I feel like I’m not a novice baker, so took the opportunity to fiddle around with the recipe, using half and half strong white and wholemeal flour. The last batch of Dan L bread I made, I followed the half sponge method for his farmhouse tin loaf, but used half spelt flour and it worked pretty. I am determined to go back to using more wholegrain flour, it’s just a matter of making bread that isn’t completely dense and bricklike with it.

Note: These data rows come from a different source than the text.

//! Bulk suggestion of structured report summaries for line items that still carry
//! legacy free text. Output is a CSV for a human to review before any data change.

mod remap;
mod report;

use std::io::{Read, Write};
use std::path::Path;

use tracing::{info, warn};

use crate::workflows::assessment::filters::is_unpopulated_controlled;
use crate::workflows::assessment::{CaseId, CatalogStore, LineItemId, RepositoryError};
use crate::workflows::report_summary::{
    Classification, SummaryMatch, SummaryMatcher, SummaryRemap,
};

pub use report::{SuggestionRow, SUGGESTION_HEADERS};

#[derive(Debug)]
pub enum SuggestionError {
    Io(std::io::Error),
    Csv(csv::Error),
    Repository(RepositoryError),
}

impl std::fmt::Display for SuggestionError {
    fn fmt(&self, f: &mut std::fmt::Formatter<'_>) -> std::fmt::Result {
        match self {
            SuggestionError::Io(err) => write!(f, "failed to access suggestion file: {}", err),
            SuggestionError::Csv(err) => write!(f, "invalid suggestion CSV data: {}", err),
            SuggestionError::Repository(err) => {
                write!(f, "could not read line items for suggestions: {}", err)
            }
        }
    }
}

impl std::error::Error for SuggestionError {
    fn source(&self) -> Option<&(dyn std::error::Error + 'static)> {
        match self {
            SuggestionError::Io(err) => Some(err),
            SuggestionError::Csv(err) => Some(err),
            SuggestionError::Repository(err) => Some(err),
        }
    }
}

impl From<std::io::Error> for SuggestionError {
    fn from(err: std::io::Error) -> Self {
        Self::Io(err)
    }
}

impl From<csv::Error> for SuggestionError {
    fn from(err: csv::Error) -> Self {
        Self::Csv(err)
    }
}

impl From<RepositoryError> for SuggestionError {
    fn from(err: RepositoryError) -> Self {
        Self::Repository(err)
    }
}

/// Loads an `original,corrected` remap file.
pub fn load_remap<P: AsRef<Path>>(path: P) -> Result<SummaryRemap, SuggestionError> {
    let file = std::fs::File::open(path)?;
    read_remap(file)
}

pub fn read_remap<R: Read>(reader: R) -> Result<SummaryRemap, SuggestionError> {
    Ok(remap::parse_remap(reader)?)
}

/// Controlled line item still classified by legacy text.
#[derive(Debug, Clone, PartialEq, Eq)]
pub struct SuggestionCandidate {
    pub line_item_id: LineItemId,
    pub case_id: CaseId,
    pub report_summary: String,
    pub product_name: String,
}

/// Unpopulated controlled line items backed by a catalog good, ordered by their report summary text.
///
/// Goods type lines have no product page and are left out.
pub fn candidates<S: CatalogStore>(store: &S) -> Result<Vec<SuggestionCandidate>, RepositoryError> {
    let mut found = Vec::new();

    for item in store.line_items()? {
        let Some(good_id) = item.good_id() else {
            continue;
        };
        let good = store.good(good_id)?;
        if !is_unpopulated_controlled(&item, good.as_ref()) {
            continue;
        }
        let Some(Classification::Legacy { text }) = &item.classification else {
            continue;
        };

        found.push(SuggestionCandidate {
            line_item_id: item.id.clone(),
            case_id: item.case_id.clone(),
            report_summary: text.clone(),
            product_name: good.map(|good| good.name).unwrap_or_default(),
        });
    }

    found.sort_by(|a, b| a.report_summary.cmp(&b.report_summary));
    Ok(found)
}

/// Matched and unmatched rows produced by one run.
#[derive(Debug, Clone, Default, PartialEq, Eq)]
pub struct SuggestionReport {
    pub matched: Vec<SuggestionRow>,
    pub unmatched: Vec<SuggestionRow>,
}

impl SuggestionReport {
    pub fn write_matched<W: Write>(&self, writer: W) -> Result<(), SuggestionError> {
        Ok(report::write_rows(writer, &self.matched)?)
    }

    pub fn write_unmatched<W: Write>(&self, writer: W) -> Result<(), SuggestionError> {
        Ok(report::write_rows(writer, &self.unmatched)?)
    }
}

/// Maps legacy summaries onto the prefix/subject taxonomy.
pub struct SummarySuggester {
    matcher: SummaryMatcher,
    base_url: Option<String>,
}

impl SummarySuggester {
    pub fn new(matcher: SummaryMatcher, base_url: Option<String>) -> Self {
        Self { matcher, base_url }
    }

    /// Loads the taxonomy from `store` once for the whole run.
    pub fn from_store<S: CatalogStore>(
        store: &S,
        remap: SummaryRemap,
        base_url: Option<String>,
    ) -> Result<Self, RepositoryError> {
        let matcher = SummaryMatcher::with_remap(remap, store.prefixes()?, store.subjects()?);
        Ok(Self::new(matcher, base_url))
    }

    pub fn suggest(&self, candidates: &[SuggestionCandidate]) -> SuggestionReport {
        let mut report = SuggestionReport::default();

        for candidate in candidates {
            let mut row = SuggestionRow {
                id: candidate.line_item_id.to_string(),
                report_summary: candidate.report_summary.clone(),
                suggested_prefix: String::new(),
                suggested_prefix_id: None,
                suggested_subject: String::new(),
                suggested_subject_id: None,
                product_name: candidate.product_name.clone(),
                url: self.url(candidate),
            };

            match self.matcher.match_summary(&candidate.report_summary) {
                SummaryMatch::Matched {
                    prefix, subject, ..
                } => {
                    if let Some(prefix) = prefix {
                        row.suggested_prefix = prefix.name;
                        row.suggested_prefix_id = Some(prefix.id);
                    }
                    row.suggested_subject = subject.name;
                    row.suggested_subject_id = Some(subject.id);
                    report.matched.push(row);
                }
                SummaryMatch::Unmappable { normalized, .. } => {
                    warn!(
                        line_item_id = %candidate.line_item_id,
                        normalized = %normalized,
                        "skipped: no suggested subject"
                    );
                    report.unmatched.push(row);
                }
            }
        }

        info!(
            matched = report.matched.len(),
            unmatched = report.unmatched.len(),
            "report summary suggestions complete"
        );
        report
    }

    fn url(&self, candidate: &SuggestionCandidate) -> String {
        match &self.base_url {
            Some(base) => format!(
                "{}/cases/{}/products/{}",
                base.trim_end_matches('/'),
                candidate.case_id,
                candidate.line_item_id
            ),
            None => String::new(),
        }
    }
}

So back to Dan S’s philosophy. In his blueprint recipe, he lists a number of optional extras including a ladleful of sourdough starter. My starter has been languishing at the bottom of the fridge, without so much as a feed, since the Husband broke his tooth on a piece of crackling before Christmas. Neglected and unloved, I thought the chances were slim, but to my surprise, it seems to have survived. I added some as instructed, and then gave the rest of it a feed. I’ll keep it out of the fridge for a few days and see if I can pep it back up.
Rather than using my trusty Kenwood dough hook, I have been hand kneading my bread recently, and I took care to give my bread today a good 10-15 minutes which it seemed to knead. The instruction is to leave the dough to rise wrapped in a bin bag – this I did not have but a plastic carrier bag seemed to do the trick. I followed the instructions to the letter, letting the risen dough rest before being shaped, and then I followed his instructions for shaping what he calls a ‘stubby cylinder’. I left the 2 shaped loaves, coated in oats, to do the second rise wrapped in a floured tea towel, covered again with the plastic bag, and then baked according in a hot oven for 10 mins followed by 30 mins at 180. He gives some helpful cooking guidance for ditherers like me – “Hmm – looks done – has it had enough time? – I’m not sure it’s had enough – may be I should take it out – maybe I should leave it in” and is very supportive about trusting your instinct. I like this.

And was it all worth it? I think it probably was. I am truly thrilled with my loaves. I’ve never got wholemeal rising so well  - even a half and half dough like this batch. How exciting.

1 comment:

  1. Sharing your excitement, although I recently got a kitchenaid and I love how it makes bread!